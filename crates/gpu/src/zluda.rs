//! ZLUDA: the CUDA driver API implemented on non-NVIDIA GPUs.
//!
//! ZLUDA ships its own `libcuda` replacement. It is looked up under
//! `$ZLUDA_PATH` first and then by its distinct file name, so a real NVIDIA
//! driver is never mistaken for it. Kernels are still compiled to PTX by NVRTC.

use std::ffi::CString;
use std::path::PathBuf;

use strata_accel_core::BackendType;

use crate::driver::ffi::CUDA_SYMBOLS;
use crate::driver::rtc::NVRTC;
use crate::driver::{probe_flavor, DriverFlavor, DriverVectorBackend};
use crate::probe::ProbeReport;

/// Environment variable naming the ZLUDA install directory.
pub const ZLUDA_PATH_ENV: &str = "ZLUDA_PATH";

#[cfg(windows)]
const FILE_NAMES: &[&str] = &["nvcuda.dll"];
#[cfg(not(windows))]
const FILE_NAMES: &[&str] = &["libcuda.so.zluda", "libcuda.so"];

fn libraries() -> Vec<CString> {
    let mut out = Vec::new();
    if let Some(dir) = std::env::var_os(ZLUDA_PATH_ENV) {
        let dir = PathBuf::from(dir);
        for file in FILE_NAMES {
            if let Some(c) = dir.join(file).to_str().and_then(|s| CString::new(s).ok()) {
                out.push(c);
            }
        }
    }
    out.push(c"libcuda.so.zluda".to_owned());
    out
}

/// ZLUDA driver flavor.
pub static ZLUDA: DriverFlavor = DriverFlavor {
    backend_type: BackendType::Zluda,
    name: "zluda",
    libraries,
    symbols: &CUDA_SYMBOLS,
    compiler: &NVRTC,
};

/// Probe for a ZLUDA install.
pub fn probe() -> ProbeReport {
    probe_flavor(&ZLUDA)
}

impl DriverVectorBackend {
    /// Uninitialized ZLUDA vector backend.
    pub fn zluda() -> Self {
        Self::new(&ZLUDA)
    }
}
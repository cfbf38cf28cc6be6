//! Registry selection, registration gating and plugin lifecycle.

use std::sync::atomic::{AtomicBool, AtomicUsize, Ordering};
use std::sync::Arc;

use strata_accel_core::{
    AccelError, AccelResult, BackendCapabilities, BackendState, BackendType, ComputeBackend,
    DistanceMetric, GeoBackend, KnnResults, Lifecycle, VectorBackend,
};
use strata_accel_cpu::{CpuGeoBackend, CpuStrategy, ScalarVectorBackend};
use strata_accel_plugin::{
    BackendPlugin, PluginSecurityAuditor, PluginSecurityPolicy, SecurityEventKind,
};
use strata_accel_registry::{AccelConfig, BackendRegistry, Capability, RejectionKind};

// ============================================================================
// Helpers
// ============================================================================

/// Vector backend reporting an arbitrary technology, computing on the CPU.
struct MockVector {
    name: &'static str,
    backend_type: BackendType,
    available: bool,
    fail_init: bool,
    lifecycle: Lifecycle,
    inner: ScalarVectorBackend,
    shutdowns: Arc<AtomicUsize>,
}

impl MockVector {
    fn new(name: &'static str, backend_type: BackendType) -> Self {
        Self {
            name,
            backend_type,
            available: true,
            fail_init: false,
            lifecycle: Lifecycle::new(),
            inner: ScalarVectorBackend::new(),
            shutdowns: Arc::new(AtomicUsize::new(0)),
        }
    }

    fn unavailable(mut self) -> Self {
        self.available = false;
        self
    }

    fn failing_init(mut self) -> Self {
        self.fail_init = true;
        self
    }
}

impl ComputeBackend for MockVector {
    fn name(&self) -> &str {
        self.name
    }

    fn backend_type(&self) -> BackendType {
        self.backend_type
    }

    fn is_available(&self) -> bool {
        self.available
    }

    fn capabilities(&self) -> BackendCapabilities {
        BackendCapabilities::vector(format!("mock {}", self.backend_type))
    }

    fn initialize(&self) -> AccelResult<()> {
        if self.fail_init {
            return Err(AccelError::device(self.name, "context creation failed"));
        }
        self.lifecycle.initialize_with(|| self.inner.initialize())
    }

    fn shutdown(&self) {
        self.shutdowns.fetch_add(1, Ordering::SeqCst);
        self.lifecycle.shutdown_with(|| self.inner.shutdown());
    }

    fn state(&self) -> BackendState {
        self.lifecycle.state()
    }
}

impl VectorBackend for MockVector {
    fn compute_distances(
        &self,
        queries: &[f32],
        vectors: &[f32],
        dim: usize,
        metric: DistanceMetric,
    ) -> AccelResult<Vec<f32>> {
        self.lifecycle.ensure_initialized(self.name)?;
        self.inner.compute_distances(queries, vectors, dim, metric)
    }

    fn batch_knn_search(
        &self,
        queries: &[f32],
        vectors: &[f32],
        dim: usize,
        k: usize,
        metric: DistanceMetric,
    ) -> AccelResult<KnnResults> {
        self.lifecycle.ensure_initialized(self.name)?;
        self.inner.batch_knn_search(queries, vectors, dim, k, metric)
    }
}

struct GeoPlugin {
    created: Arc<AtomicBool>,
}

impl BackendPlugin for GeoPlugin {
    fn plugin_name(&self) -> &str {
        "geo-extra"
    }

    fn plugin_version(&self) -> &str {
        "0.3.0"
    }

    fn backend_type(&self) -> BackendType {
        BackendType::Cpu
    }

    fn create_vector_backend(&self) -> Option<Arc<dyn VectorBackend>> {
        Some(Arc::new(MockVector::new("plugin-vector", BackendType::OpenCl)))
    }

    fn create_geo_backend(&self) -> Option<Arc<dyn GeoBackend>> {
        self.created.store(true, Ordering::SeqCst);
        Some(Arc::new(CpuGeoBackend::new()))
    }
}

fn cpu_only_config() -> AccelConfig {
    let mut config = AccelConfig::default();
    config.gpu.enabled = false;
    config.plugins.auto_detect = false;
    config
}

fn registry_with(config: AccelConfig) -> BackendRegistry {
    BackendRegistry::with_auditor(config, Arc::new(PluginSecurityAuditor::new()))
}

fn registry() -> BackendRegistry {
    registry_with(cpu_only_config())
}

// ============================================================================
// Selection
// ============================================================================

#[test]
fn test_cpu_backends_always_selected() {
    let registry = registry();
    assert_eq!(registry.available_backends(), vec![BackendType::Cpu]);

    let vector = registry.get_best_vector_backend().unwrap();
    assert_eq!(vector.backend_type(), BackendType::Cpu);
    assert_eq!(vector.state(), BackendState::Initialized);
    assert!(registry.get_best_graph_backend().is_some());
    assert!(registry.get_best_geo_backend().is_some());
}

#[test]
fn test_cpu_strategy_follows_config() {
    let mut config = cpu_only_config();
    config.cpu.strategy = CpuStrategy::Scalar;
    let registry = registry_with(config);
    assert_eq!(registry.get_best_vector_backend().unwrap().name(), "cpu-scalar");
}

#[test]
fn test_higher_priority_backend_wins() {
    let registry = registry();
    assert!(registry.register_vector_backend(Arc::new(MockVector::new("opencl", BackendType::OpenCl))));
    assert_eq!(
        registry.get_best_vector_backend().unwrap().backend_type(),
        BackendType::OpenCl
    );

    assert!(registry.register_vector_backend(Arc::new(MockVector::new("cuda", BackendType::Cuda))));
    assert_eq!(
        registry.get_best_vector_backend().unwrap().backend_type(),
        BackendType::Cuda
    );
    // Graph selection is unaffected by vector registrations.
    assert_eq!(
        registry.get_best_graph_backend().unwrap().backend_type(),
        BackendType::Cpu
    );
    assert_eq!(
        registry.available_backends(),
        vec![BackendType::Cuda, BackendType::OpenCl, BackendType::Cpu]
    );
}

#[test]
fn test_get_backend_by_type() {
    let registry = registry();
    assert!(registry.get_backend(BackendType::Metal).is_none());
    registry.register_vector_backend(Arc::new(MockVector::new("metal", BackendType::Metal)));

    let handle = registry.get_backend(BackendType::Metal).unwrap();
    assert_eq!(handle.capability(), Capability::Vector);
    assert_eq!(handle.name(), "metal");
    assert!(handle.as_vector().is_some());
    assert!(handle.as_geo().is_none());

    let cpu = registry.get_backend(BackendType::Cpu).unwrap();
    assert_eq!(cpu.capability(), Capability::Vector);
}

#[test]
fn test_selected_backend_computes() {
    let registry = registry();
    registry.register_vector_backend(Arc::new(MockVector::new("cuda", BackendType::Cuda)));
    let backend = registry.get_best_vector_backend().unwrap();

    let queries = [0.0, 0.0, 1.0, 1.0];
    let vectors = [0.0, 0.0, 3.0, 4.0];
    let distances = backend
        .compute_distances(&queries, &vectors, 2, DistanceMetric::L2)
        .unwrap();
    assert_eq!(distances.len(), 4);
    assert!((distances[1] - 5.0).abs() < 1e-6);
}

// ============================================================================
// Registration gating
// ============================================================================

#[test]
fn test_duplicate_registration_rejected() {
    let registry = registry();
    assert!(registry.register_vector_backend(Arc::new(MockVector::new("cuda", BackendType::Cuda))));
    assert!(!registry.register_vector_backend(Arc::new(MockVector::new("cuda", BackendType::Cuda))));
    assert_eq!(registry.backend_count(), 4);
}

#[test]
fn test_replace_shuts_down_previous() {
    let registry = registry();
    let first = MockVector::new("cuda", BackendType::Cuda);
    let first_shutdowns = Arc::clone(&first.shutdowns);
    let first: Arc<dyn VectorBackend> = Arc::new(first);
    assert!(registry.register_vector_backend(Arc::clone(&first)));

    assert!(registry.replace_vector_backend(Arc::new(MockVector::new("cuda", BackendType::Cuda))));
    assert_eq!(first_shutdowns.load(Ordering::SeqCst), 1);
    assert_eq!(first.state(), BackendState::ShutDown);
    assert_eq!(registry.backend_count(), 4);
    assert_eq!(
        registry.get_best_vector_backend().unwrap().state(),
        BackendState::Initialized
    );
}

#[test]
fn test_unavailable_backend_discarded() {
    let registry = registry();
    assert!(!registry.register_vector_backend(Arc::new(
        MockVector::new("hip", BackendType::Hip).unavailable()
    )));
    assert!(!registry.register_vector_backend(Arc::new(
        MockVector::new("cuda", BackendType::Cuda).failing_init()
    )));
    assert_eq!(registry.available_backends(), vec![BackendType::Cpu]);

    let report = registry.capability_report();
    let missing: Vec<BackendType> = report.unavailable.iter().map(|u| u.backend_type).collect();
    assert_eq!(missing, vec![BackendType::Hip, BackendType::Cuda]);
    assert!(report.unavailable[1].reason.contains("context creation failed"));
}

#[test]
fn test_later_registration_clears_unavailable_entry() {
    let registry = registry();
    registry.register_vector_backend(Arc::new(MockVector::new("hip", BackendType::Hip).unavailable()));
    registry.register_vector_backend(Arc::new(MockVector::new("hip", BackendType::Hip)));
    assert!(registry.capability_report().unavailable.is_empty());
}

// ============================================================================
// Plugins
// ============================================================================

#[test]
fn test_static_plugin_lifecycle() {
    let registry = registry();
    let created = Arc::new(AtomicBool::new(false));
    let registered = registry
        .register_static_plugin(Box::new(GeoPlugin {
            created: Arc::clone(&created),
        }))
        .unwrap();
    assert_eq!(registered, 2);
    assert!(created.load(Ordering::SeqCst));
    assert_eq!(
        registry.get_best_vector_backend().unwrap().backend_type(),
        BackendType::OpenCl
    );

    let report = registry.capability_report();
    assert_eq!(report.plugins.len(), 1);
    assert_eq!(report.plugins[0].name, "geo-extra");
    assert!(report
        .registered
        .iter()
        .any(|r| r.plugin.as_deref() == Some("geo-extra") && r.capability == Capability::Geo));

    // A caller still holds a plugin backend: unload is refused.
    let held = registry.get_best_vector_backend().unwrap();
    assert!(registry.unload_plugin("geo-extra").is_err());
    assert_eq!(
        registry.get_best_vector_backend().unwrap().backend_type(),
        BackendType::Cpu
    );
    assert_eq!(held.state(), BackendState::ShutDown);

    drop(held);
    registry.unload_plugin("geo-extra").unwrap();
    assert!(registry.capability_report().plugins.is_empty());
    assert_eq!(registry.backend_count(), 3);
}

#[test]
fn test_rejected_plugin_file_reported() {
    let dir = tempfile::tempdir().unwrap();
    let path = dir
        .path()
        .join(format!("strata_accel_unsigned.{}", std::env::consts::DLL_EXTENSION));
    std::fs::write(&path, b"unsigned").unwrap();

    let registry = registry();
    assert!(matches!(
        registry.load_plugin(&path),
        Err(AccelError::PolicyRejected(_))
    ));
    assert_eq!(registry.load_plugins(dir.path()), 0);

    let report = registry.capability_report();
    assert_eq!(report.rejected_plugins.len(), 1);
    assert_eq!(report.rejected_plugins[0].kind, RejectionKind::Unverified);
    assert_eq!(
        report.rejected_plugins[0].event,
        SecurityEventKind::SignatureVerificationFailed
    );
    assert!(report.to_json().unwrap().contains("rejected_plugins"));
}

#[test]
fn test_unloadable_plugin_reported_as_load_failure() {
    let dir = tempfile::tempdir().unwrap();
    let path = dir
        .path()
        .join(format!("strata_accel_junk.{}", std::env::consts::DLL_EXTENSION));
    std::fs::write(&path, b"not a shared library").unwrap();

    let mut config = cpu_only_config();
    config.security = PluginSecurityPolicy::permissive();
    let registry = registry_with(config);
    assert!(registry.load_plugin(&path).is_err());

    let report = registry.capability_report();
    assert_eq!(report.rejected_plugins.len(), 1);
    assert_eq!(report.rejected_plugins[0].kind, RejectionKind::LoadFailed);
}

// ============================================================================
// Discovery and teardown
// ============================================================================

#[test]
fn test_auto_detect_with_empty_dirs() {
    let dir = tempfile::tempdir().unwrap();
    let mut config = cpu_only_config();
    config.plugins.auto_detect = true;
    config.plugins.search_dirs = vec![dir.path().to_path_buf(), dir.path().join("missing")];
    let registry = registry_with(config);

    let dirs = registry.plugin_search_dirs();
    assert_eq!(dirs[0], dir.path());
    assert!(dirs.iter().any(|d| d.ends_with("plugins")));

    let summary = registry.auto_detect();
    assert_eq!(summary.gpu_backends, 0);
    assert_eq!(summary.total_backends, 3);
    assert!(registry.get_best_vector_backend().is_some());
}

#[test]
fn test_disabled_gpu_detection_registers_nothing() {
    let registry = registry();
    assert_eq!(registry.detect_gpu_backends(), 0);
    assert_eq!(registry.available_backends(), vec![BackendType::Cpu]);
}

#[test]
fn test_shutdown_all_idempotent() {
    let registry = registry();
    let mock = MockVector::new("cuda", BackendType::Cuda);
    let shutdowns = Arc::clone(&mock.shutdowns);
    registry.register_vector_backend(Arc::new(mock));
    registry
        .register_static_plugin(Box::new(GeoPlugin {
            created: Arc::new(AtomicBool::new(false)),
        }))
        .unwrap();

    registry.shutdown_all();
    assert!(registry.get_best_vector_backend().is_none());
    assert!(registry.available_backends().is_empty());
    assert!(registry.capability_report().plugins.is_empty());
    assert_eq!(shutdowns.load(Ordering::SeqCst), 1);

    registry.shutdown_all();
    assert_eq!(shutdowns.load(Ordering::SeqCst), 1);
}

#[test]
fn test_concurrent_selection() {
    let registry = Arc::new(registry());
    let handles: Vec<_> = (0..8)
        .map(|i| {
            let registry = Arc::clone(&registry);
            std::thread::spawn(move || {
                if i % 2 == 0 {
                    registry.register_vector_backend(Arc::new(MockVector::new("cuda", BackendType::Cuda)));
                }
                registry.get_best_vector_backend().is_some()
            })
        })
        .collect();
    for handle in handles {
        assert!(handle.join().unwrap());
    }
    assert_eq!(registry.backend_count(), 4);
}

++++++++++

#### [Task to complete]
Would you show each line of the material above that contains the string "extra"?

#### [Task result]
        "geo-extra"
    assert_eq!(report.plugins[0].name, "geo-extra");
        .any(|r| r.plugin.as_deref() == Some("geo-extra") && r.capability == Capability::Geo));
    assert!(registry.unload_plugin("geo-extra").is_err());
    registry.unload_plugin("geo-extra").unwrap();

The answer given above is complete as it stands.